The following is an extract from our latest book, Say No to Meat, by Amanda Strombom and Stewart Rose:
Raising meat is weakening America and threatening our future. That burger at McDonald’s may cost only a dollar but it’s really very expensive. Meat is costing us dearly in human terms, in terms of health-care costs, and in terms of the quality of our land, air, and waterways.
A country is only as strong as its people are healthy. Meat has cost more American lives than all the wars in history put together. There’s a nutritional crisis in America today threatening the health of its people. Deadly diseases such as heart disease, stroke, and some cancers linked to a meat-centered diet are running rampant, causing needless suffering, shortened lives, and a staggering medical bill that our country no longer has the money to pay.
Part of the richness of America comes from our beautiful and bountiful land and waters. Raising the grain needed to feed livestock erodes our soil, the waste produced by livestock pollutes our waters, and the greenhouse gases the animals emit contribute to global warming. Fixing the damage caused by the livestock industry is costing America a fortune.
While America still faces serious threats from abroad, there’s also a battle to be fought on the home front. Meat threatens our lives and our land. Seen from this perspective, there are few acts more patriotic than becoming a vegetarian. America has always risen to meet every challenge.
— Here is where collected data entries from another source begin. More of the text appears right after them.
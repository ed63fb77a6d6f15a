//! Home Ledger Client
//!
//! JSON-RPC style client for the home asset ledger. All calls go through a
//! single `POST {base}/rpc` endpoint with `{method, params}` bodies and
//! `{result}` / `{error: {code, message}}` responses.

use async_trait::async_trait;
use reqwest::Client;
use serde::de::DeserializeOwned;
use serde::{Deserialize, Serialize};
use std::time::Duration;

use super::{ChainClient, ChainError, ChainResult, IncomingTransaction, MintedAddress, PaymentOutput};

#[derive(Serialize)]
struct RpcRequest<'a, P: Serialize> {
    method: &'a str,
    params: P,
}

#[derive(Deserialize)]
struct RpcResponse<R> {
    result: Option<R>,
    error: Option<RpcErrorBody>,
}

#[derive(Deserialize)]
struct RpcErrorBody {
    code: i64,
    message: String,
}

/// Home ledger HTTP client
#[derive(Debug, Clone)]
pub struct HomeLedgerClient {
    client: Client,
    base_url: String,
}

impl HomeLedgerClient {
    /// Create a new client with a bounded request timeout
    pub fn new(base_url: &str, timeout: Duration) -> ChainResult<Self> {
        let client = Client::builder().timeout(timeout).build()?;
        Ok(Self {
            client,
            base_url: base_url.trim_end_matches('/').to_string(),
        })
    }

    /// Get the base URL
    pub fn base_url(&self) -> &str {
        &self.base_url
    }

    async fn call<P: Serialize, R: DeserializeOwned>(
        &self,
        method: &str,
        params: P,
    ) -> ChainResult<R> {
        let url = format!("{}/rpc", self.base_url);
        let resp = self
            .client
            .post(&url)
            .json(&RpcRequest { method, params })
            .send()
            .await?;

        if !resp.status().is_success() {
            let code = resp.status().as_u16();
            let body = resp.text().await.unwrap_or_default();
            return Err(ChainError::Status { code, body });
        }

        let body: RpcResponse<R> = resp.json().await?;
        if let Some(err) = body.error {
            return Err(ChainError::Rpc {
                code: err.code,
                message: err.message,
            });
        }

        body.result
            .ok_or_else(|| ChainError::Protocol(format!("{}: response carried no result", method)))
    }
}

#[async_trait]
impl ChainClient for HomeLedgerClient {
    async fn mint_address(&self) -> ChainResult<MintedAddress> {
        self.call("issue_address", serde_json::json!({})).await
    }

    async fn incoming_transactions(&self, address: &str) -> ChainResult<Vec<IncomingTransaction>> {
        self.call(
            "received_payments",
            serde_json::json!({ "address": address, "confirmed": true }),
        )
        .await
    }

    async fn multi_send(&self, outputs: &[PaymentOutput]) -> ChainResult<Vec<String>> {
        self.call("send_many", serde_json::json!({ "outputs": outputs }))
            .await
    }
}

#[cfg(test)]
mod tests {
    use super::*;

    #[test]
    fn test_base_url_trimmed() {
        let client =
            HomeLedgerClient::new("http://ledger.local/", Duration::from_secs(5)).unwrap();
        assert_eq!(client.base_url(), "http://ledger.local");
    }

    #[test]
    fn test_rpc_error_decoding() {
        let body: RpcResponse<MintedAddress> =
            serde_json::from_str(r#"{"error": {"code": -3, "message": "cold wallet"}}"#).unwrap();
        let err = body.error.unwrap();
        assert_eq!(err.code, -3);
        assert_eq!(err.message, "cold wallet");
        assert!(body.result.is_none());
    }
}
A country strong enough to save the world from both fascism and communism can save itself from damaging food choices.
This is an extract from our book, Say No to Meat, by Amanda Strombom and Stewart Rose.
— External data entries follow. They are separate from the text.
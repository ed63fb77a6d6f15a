//! Swap Bridge - Service Entry Point
//!
//! Run modes:
//!   swapbridge api       - Start REST API server
//!   swapbridge settle    - Start the settlement worker loop
//!   swapbridge all       - Run both in one process
//!   swapbridge help      - Show usage

use std::env;
use std::sync::Arc;
use std::time::Duration;

use swapbridge::api::{self, AppState};
use swapbridge::chains::{ChainRegistry, ForeignChainClient, HomeLedgerClient};
use swapbridge::config::BridgeConfig;
use swapbridge::logging;
use swapbridge::settlement::{DispatchConfig, SettlementDispatcher, SettlementOrchestrator};
use swapbridge::storage::{LedgerStore, SqliteLedgerStore};
use swapbridge::BridgeError;

#[tokio::main]
async fn main() {
    dotenv::dotenv().ok();

    let args: Vec<String> = env::args().collect();
    let mode = args.get(1).map(String::as_str).unwrap_or("help");

    if matches!(mode, "help" | "--help" | "-h") {
        print_usage();
        return;
    }

    let config = match BridgeConfig::from_env() {
        Ok(config) => config,
        Err(e) => {
            eprintln!("Configuration error: {}", e);
            std::process::exit(1);
        }
    };

    if let Err(e) = logging::init_from_config(&config) {
        eprintln!("Logging error: {}", e);
        std::process::exit(1);
    }

    config.print_summary();

    let result = match mode {
        "api" => run_api(&config).await,
        "settle" => run_settle(&config).await,
        "all" => run_all(&config).await,
        _ => {
            print_usage();
            return;
        }
    };

    if let Err(e) = result {
        eprintln!("Error: {}", e);
        std::process::exit(1);
    }
}

fn print_usage() {
    println!("Swap Bridge - Two-Network Token Swap Backend");
    println!();
    println!("Usage:");
    println!("  swapbridge api       Start REST API server");
    println!("  swapbridge settle    Start the settlement worker loop");
    println!("  swapbridge all       Run both in one process");
    println!();
    println!("Environment Variables:");
    println!("  SWAPBRIDGE_HOME_URL            Home ledger RPC endpoint");
    println!("  SWAPBRIDGE_FOREIGN_URL         Foreign chain REST endpoint");
    println!("  SWAPBRIDGE_DB_PATH             SQLite database path");
    println!("  SWAPBRIDGE_HOME_ASSET          Denomination tag for home payouts");
    println!("  SWAPBRIDGE_WITHDRAWAL_FEE      Withdrawal fee in whole coins");
    println!("  SWAPBRIDGE_POLL_INTERVAL_SECS  Settlement loop interval");
    println!("  SWAPBRIDGE_API_PORT            REST API port (default: 3030)");
    println!("  SWAPBRIDGE_LOG_LEVEL           Logging level (default: info)");
}

/// Build the chain registry from the configured endpoints
fn build_registry(config: &BridgeConfig) -> Result<Arc<ChainRegistry>, BridgeError> {
    let timeout = Duration::from_secs(config.http_timeout_secs);
    let mut registry = ChainRegistry::new();

    if let Some(url) = &config.home_url {
        registry = registry.with_home(Arc::new(HomeLedgerClient::new(url, timeout)?));
    }
    if let Some(url) = &config.foreign_url {
        registry = registry.with_foreign(Arc::new(ForeignChainClient::new(url, timeout)?));
    }

    Ok(Arc::new(registry))
}

fn open_store(config: &BridgeConfig) -> Result<Arc<dyn LedgerStore>, BridgeError> {
    Ok(Arc::new(SqliteLedgerStore::new(&config.db_path)?))
}

fn build_orchestrator(
    config: &BridgeConfig,
    store: Arc<dyn LedgerStore>,
    chains: Arc<ChainRegistry>,
) -> SettlementOrchestrator {
    let dispatcher = SettlementDispatcher::new(
        chains,
        DispatchConfig {
            home_asset: config.home_asset.clone(),
            withdrawal_fee_coins: config.withdrawal_fee_coins,
        },
    );
    SettlementOrchestrator::new(store, dispatcher, Duration::from_secs(config.poll_interval_secs))
}

async fn run_api(config: &BridgeConfig) -> Result<(), BridgeError> {
    let store = open_store(config)?;
    let chains = build_registry(config)?;

    api::start_server(AppState::new(store, chains), config.api_port).await
}

async fn run_settle(config: &BridgeConfig) -> Result<(), BridgeError> {
    let store = open_store(config)?;
    let chains = build_registry(config)?;

    build_orchestrator(config, store, chains).run().await;
    Ok(())
}

async fn run_all(config: &BridgeConfig) -> Result<(), BridgeError> {
    let store = open_store(config)?;
    let chains = build_registry(config)?;

    let orchestrator = build_orchestrator(config, store.clone(), chains.clone());
    let server = api::start_server(AppState::new(store, chains), config.api_port);

    tokio::select! {
        result = server => result,
        _ = orchestrator.run() => Ok(()),
    }
}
Aren’t our bodies designed to eat meat?
Just ask yourself this question: Can you or anyone you know run out into a field, chase down a cow, and with nothing but your teeth and your fingernails, kill it, cut through its hide, and eat its meat raw? Do you know anyone who can even chase down a squirrel? Now ask yourself this question: Do you know anybody who can’t pull a carrot out of the ground or an apple off a tree? The only way we can eat meat is because we have developed tools and weapons to do for us what our bodies could never do on their own. While we can use our brains to obtain all kinds of unnatural food, our health is best when we follow a more natural diet.
Don’t just take our word for it. Here’s what William Clifford Roberts, MD, editor in chief of the American Journal of Cardiology has to say:
“Although we think we are one, and we act as if we are one, human beings are not natural carnivores. When we kill animals to eat them, they end up killing us because their flesh, which contains cholesterol and saturated fat, was never intended for human beings, who are natural herbivores.”
The fact is that the human being is designed to be an herbivore (a plant-eater), but many people think that we are omnivores (creatures that can eat animal or plant foods).
It may take some time to get used to the idea of humans being natural herbivores, but if you compare our anatomy and physiology to those of carnivores (meat-eating animals), such as cats, and to omnivores, such as dogs or bears, you’ll see that we are quite different. Our back teeth are flatter for grinding, our front teeth are small for nibbling, our finger nails are more like hooves than claws, and our intestines are ten to twelve times our body length, just like many other herbivores such as gorillas, elephants, horses, and sheep. True carnivores and omnivores all have intestines that are only four to six times their body length, quite different from ours. Take a look at the chart above for comparison.
Just to make sure, medical researchers conducted an experiment where they fed meat to different animals. Despite being given huge amounts of meat, dogs and cats never got clogged arteries. But when an herbivore such as a rabbit was given meat regularly, it started to develop clogged arteries in a very short time. By comparing our bodies to those of carnivores and omnivores, and by observing the effect meat has on our bodies, we can see that we were not designed to eat meat.